Any advice would be most welcome.

library(spdep)
library(MASS)

df <- data.frame(Loc = as.factor(rep(1:20, each = 5)), Lat = rnorm(100, 30,
0.1), Lon = rnorm(1000, -75, 1), x = rnegbin(100, 1, 1))
coordinates(df) <- ~Lon + Lat
proj4string(df) <- CRS("+proj=longlat +ellps=WGS84 +datum=WGS84 +no_defs")
nb <- dnearneigh(x=coordinates(df), d1=0, d2=200,longlat = TRUE)
dists <- nbdists(nb, coordinates(df), longlat=TRUE)
glist <- lapply(dists, function(x) 1/x)
lw <- nb2listw(nb, glist, style="W")
me <- ME(x ~ 1, data = df, family = "quasipoisson", listw = lw, alpha = 0.5)
#
On Wed, 10 Jan 2018, Sima Usvyatsov wrote:

            
The data set has 1000 values in Lon, so is probably bigger than you 
intended, and when 100 is used is not autocorrelated. You seem to have a 
hierarchical model, with repeated measurements at the locations, so a 
multi-level treatment of some kind may be sensible. If you want to stay 
with ME-based spatial filtering, maybe look at the literature on spatial 
panel (repeated measurements are in time) with ME/SF, and on network 
autocorrelation (dyadic relationships with autocorrelation among origins 
and/or destinations). Both these cases use Kronecker products on the 
selected eigenvectors, I think.

Alternatively, use a standard GLMM with a grouped iid random effect and/or 
a spatially structured random effect at the 20 location level. If the 
groups are repeated observations in time, you should model the whole 
(non-)separable space-time process.

Hope this helps,

Roger

  
    
#
Thank you so much for your response.

Yes, I managed to muck up the fake data in 2 (!) ways - the 1,000 lons and
the fact that the lon/lats weren't repeated. Here's the correct structure.

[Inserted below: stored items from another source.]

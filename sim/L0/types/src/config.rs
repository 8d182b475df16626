//! Configuration types for the simulation.
//!
//! This module provides configuration types that control how the actor
//! manager runs: micro-timestep, gravity, sleep thresholds, command
//! forwarding policy, replay recording and the worker pool.

use crate::constants::{DEFAULT_GRAVITY, PHYSICS_DT};

#[cfg(feature = "serde")]
use serde::{Deserialize, Serialize};

/// Main configuration for a simulation.
#[derive(Debug, Clone, PartialEq)]
#[cfg_attr(feature = "serde", derive(Serialize, Deserialize))]
pub struct SimConfig {
    /// Fixed micro-timestep for physics integration (seconds).
    pub physics_dt: f64,
    /// Gravity along the world Y axis (m/s², negative is down).
    pub gravity: f64,
    /// Simulation speed multiplier applied to wall-clock time.
    pub sim_speed: f64,
    /// Upper bound on wall-clock time consumed by a single tick (seconds).
    pub max_frame_dt: f64,
    /// Squared average node velocity below which an actor counts as resting.
    pub sleep_velocity_sq: f64,
    /// Resting time after which an actor falls asleep (seconds).
    pub sleep_timeout: f64,
    /// Forward commands only to directly linked actors.
    pub realistic_commands: bool,
    /// Apply viscous air drag to nodes.
    pub drag_enabled: bool,
    /// Add random turbulence on top of viscous drag.
    pub turbulence_enabled: bool,
    /// Replay recording.
    pub replay: ReplayConfig,
    /// Size of the bounded thread pool that fans out per-actor work.
    pub worker_threads: usize,
    /// Run the physics batch on a worker thread (joined on the next tick).
    /// When false the batch runs inline at the end of each tick.
    pub async_physics: bool,
}

impl Default for SimConfig {
    fn default() -> Self {
        Self {
            physics_dt: PHYSICS_DT,
            gravity: DEFAULT_GRAVITY,
            sim_speed: 1.0,
            max_frame_dt: 1.0 / 20.0,
            sleep_velocity_sq: 0.01,
            sleep_timeout: 10.0,
            realistic_commands: false,
            drag_enabled: true,
            turbulence_enabled: true,
            replay: ReplayConfig::default(),
            worker_threads: 4,
            async_physics: true,
        }
    }
}

impl SimConfig {
    /// Configuration for deterministic headless runs: no turbulence, batch
    /// executed inline, single worker.
    #[must_use]
    pub fn deterministic() -> Self {
        Self {
            turbulence_enabled: false,
            async_physics: false,
            worker_threads: 1,
            ..Default::default()
        }
    }

    /// Set gravity (m/s² along Y).
    #[must_use]
    pub fn gravity(mut self, gravity: f64) -> Self {
        self.gravity = gravity;
        self
    }

    /// Disable gravity.
    #[must_use]
    pub fn zero_gravity(mut self) -> Self {
        self.gravity = 0.0;
        self
    }

    /// Disable all air drag and turbulence.
    #[must_use]
    pub fn without_drag(mut self) -> Self {
        self.drag_enabled = false;
        self.turbulence_enabled = false;
        self
    }

    /// Set the simulation speed multiplier.
    #[must_use]
    pub fn sim_speed(mut self, speed: f64) -> Self {
        self.sim_speed = speed;
        self
    }

    /// Forward commands only across hook/tie/rope/slidenode links.
    #[must_use]
    pub fn realistic_commands(mut self, on: bool) -> Self {
        self.realistic_commands = on;
        self
    }

    /// Set the replay configuration.
    #[must_use]
    pub fn replay(mut self, replay: ReplayConfig) -> Self {
        self.replay = replay;
        self
    }

    /// Set the worker pool size.
    #[must_use]
    pub fn worker_threads(mut self, n: usize) -> Self {
        self.worker_threads = n;
        self
    }

    /// Choose between the worker thread and inline batches.
    #[must_use]
    pub fn async_physics(mut self, on: bool) -> Self {
        self.async_physics = on;
        self
    }

    /// Validate the configuration.
    pub fn validate(&self) -> crate::Result<()> {
        if !self.physics_dt.is_finite() || self.physics_dt <= 0.0 {
            return Err(crate::ConfigError::InvalidTimestep(self.physics_dt));
        }
        if self.physics_dt > self.max_frame_dt {
            return Err(crate::ConfigError::invalid(
                "physics_dt larger than max_frame_dt would never step",
            ));
        }
        if !self.sim_speed.is_finite() || self.sim_speed <= 0.0 {
            return Err(crate::ConfigError::InvalidSpeed(self.sim_speed));
        }
        if !self.gravity.is_finite() {
            return Err(crate::ConfigError::invalid("gravity must be finite"));
        }
        if self.worker_threads == 0 {
            return Err(crate::ConfigError::invalid("worker_threads must be >= 1"));
        }
        if !(self.sleep_timeout > 0.0) {
            return Err(crate::ConfigError::invalid("sleep_timeout must be > 0"));
        }
        self.replay.validate()?;
        Ok(())
    }

    /// Micro-steps per second.
    #[must_use]
    pub fn frequency(&self) -> f64 {
        1.0 / self.physics_dt
    }
}

/// Replay ring buffer settings.
#[derive(Debug, Clone, Copy, PartialEq)]
#[cfg_attr(feature = "serde", derive(Serialize, Deserialize))]
pub struct ReplayConfig {
    /// Record replay frames.
    pub enabled: bool,
    /// Number of frames kept in the ring.
    pub length_frames: usize,
    /// Micro-steps between two recorded frames.
    pub steps_per_frame: usize,
}

impl Default for ReplayConfig {
    fn default() -> Self {
        Self {
            enabled: false,
            length_frames: 200,
            steps_per_frame: 1000,
        }
    }
}

impl ReplayConfig {
    /// Enabled replay with the given depth and stepping.
    #[must_use]
    pub fn recording(length_frames: usize, steps_per_frame: usize) -> Self {
        Self {
            enabled: true,
            length_frames,
            steps_per_frame,
        }
    }

    /// Validate the replay settings.
    pub fn validate(&self) -> crate::Result<()> {
        if self.enabled && (self.length_frames == 0 || self.steps_per_frame == 0) {
            return Err(crate::ConfigError::invalid(
                "replay needs a non-zero depth and stepping",
            ));
        }
        Ok(())
    }
}
//! Soft-body actor simulation.
//!
//! This crate turns a parsed actor document into a live [`Actor`] (nodes
//! joined by spring-damper beams, plus the wheels, shocks, hydraulics,
//! drivetrain and links built on top of them) and steps many actors together
//! under an [`ActorManager`].
//!
//! # Architecture
//!
//! ```text
//! ┌─────────────────────────────────────────────────────────────┐
//! │                     sim_truck::Document                     │
//! │  Static: records and preset snapshots, as written           │
//! └─────────────────────────┬───────────────────────────────────┘
//!                           │ spawn_actor
//!                           ▼
//! ┌─────────────────────────────────────────────────────────────┐
//! │                          Actor                              │
//! │  Dynamic: node positions and velocities, beam state         │
//! │  One substep: forces → integration → collisions             │
//! └─────────────────────────┬───────────────────────────────────┘
//!                           │ owned by
//!                           ▼
//! ┌─────────────────────────────────────────────────────────────┐
//! │                       ActorManager                          │
//! │  Frame scheduling, sleep, links, inter-actor coupling,      │
//! │  command forwarding and network streams                     │
//! └─────────────────────────────────────────────────────────────┘
//! ```
//!
//! A running actor can be written back into its document with
//! [`export_actor`].
//!
//! # Layer 0 Crate
//!
//! This is a Layer 0 crate with **zero engine dependencies**. Terrain,
//! sound, input and console are reached through the collaborator traits of
//! `sim-types`; the headless fakes there are enough to drive every feature.
//!
//! # Quick Start
//!
//! ```ignore
//! use std::sync::Arc;
//! use sim_core::{ActorManager, ActorSpawnRequest, Collaborators, ExportOptions};
//! use sim_types::{SimConfig, Vec3};
//!
//! let doc = Arc::new(sim_truck::load(&text)?.document);
//! let mut manager = ActorManager::new(SimConfig::default(), Collaborators::default())?;
//! let id = manager.spawn(doc, ActorSpawnRequest::at(Vec3::new(0.0, 1.0, 0.0)))?;
//!
//! for _ in 0..600 {
//!     manager.tick(1.0 / 60.0, Some(id));
//! }
//! println!("{:?}", manager.actor(id).map(|a| a.bounds));
//! let edited = manager.export(id, &ExportOptions::default())?;
//! ```

#![doc(html_root_url = "https://docs.rs/sim-core/0.7.0")]
#![deny(clippy::unwrap_used, clippy::expect_used)]
#![warn(missing_docs)]
#![allow(
    clippy::missing_const_for_fn,       // nalgebra constructors are not const
    clippy::suboptimal_flops,           // mul_add rewrites obscure the force terms
    clippy::too_many_lines,             // the substep and spawner dispatch are long by nature
    clippy::too_many_arguments,
    clippy::cast_precision_loss,        // counts and indices stay far below 2^52
    clippy::doc_markdown,
)]

// Soft body primitives
pub mod beam;
pub mod mass;
pub mod node;

// Actuators and control filters
pub mod animator;
pub mod command;
pub mod inertia;
pub mod shock;
pub mod trigger;

// Drivetrain
pub mod differential;
pub mod engine;
pub mod wheel;

// Contacts and links
pub mod collision;
pub mod links;
pub mod slidenode;

// Actor assembly and stepping
pub mod actor;
pub mod export;
pub mod spawner;

// Multi-actor orchestration
pub mod manager;
pub mod net;
pub mod replay;

pub mod error;

pub use actor::{Actor, ActorMetrics, ActorState, Controls, LinkRequest, ResetKind};
pub use beam::{Beam, BeamType, BoundedKind};
pub use engine::{Engine, EngineAttribute, GearboxMode};
pub use error::{Result, SimError, SpawnError};
pub use export::{export_actor, export_text, ExportOptions};
pub use manager::{ActorManager, BeamKey, Collaborators, InterActorBeam, SimAttribute};
pub use net::{ActorStreamUpdate, NetError, VehicleState};
pub use node::{Node, NodeFlags};
pub use spawner::{spawn_actor, ActorSpawnRequest};
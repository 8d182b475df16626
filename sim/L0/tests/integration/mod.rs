//! Integration tests for the softbody crates.
//!
//! These tests drive the whole pipeline the way a host does:
//! - Document text → parser → importer → typed records
//! - Records → spawner → live actor → substeps
//! - Several actors under one manager: sleep, hooks, deletion
//! - Live actor → exporter → text → a new actor

pub mod document_pipeline;
pub mod drivetrain;
pub mod export_pipeline;
pub mod multi_actor;
pub mod softbody;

df <- data.frame(Loc = as.factor(rep(1:20, each = 5)), Lat = rep(rnorm(20,
30, 0.1), each = 5), Lon = rep(rnorm(20, -75, 1), each = 5), x =
rnegbin(100, 1, 1),
Stratum = rep(1:5, each = 20))

In the meantime, I (somewhat) resolved the issue with the glmmPQL fixed
effects - my fault, of course.

My current model is set up as follows:

mod1 <- glmmPQL(Count ~ Stratum + SiteInStratum + ...other predictors,
random = ~ 1 |RoundStart,
family = quasipoisson,
correlation = corExp(form=~site.Easting + site.Northing + RoundStart)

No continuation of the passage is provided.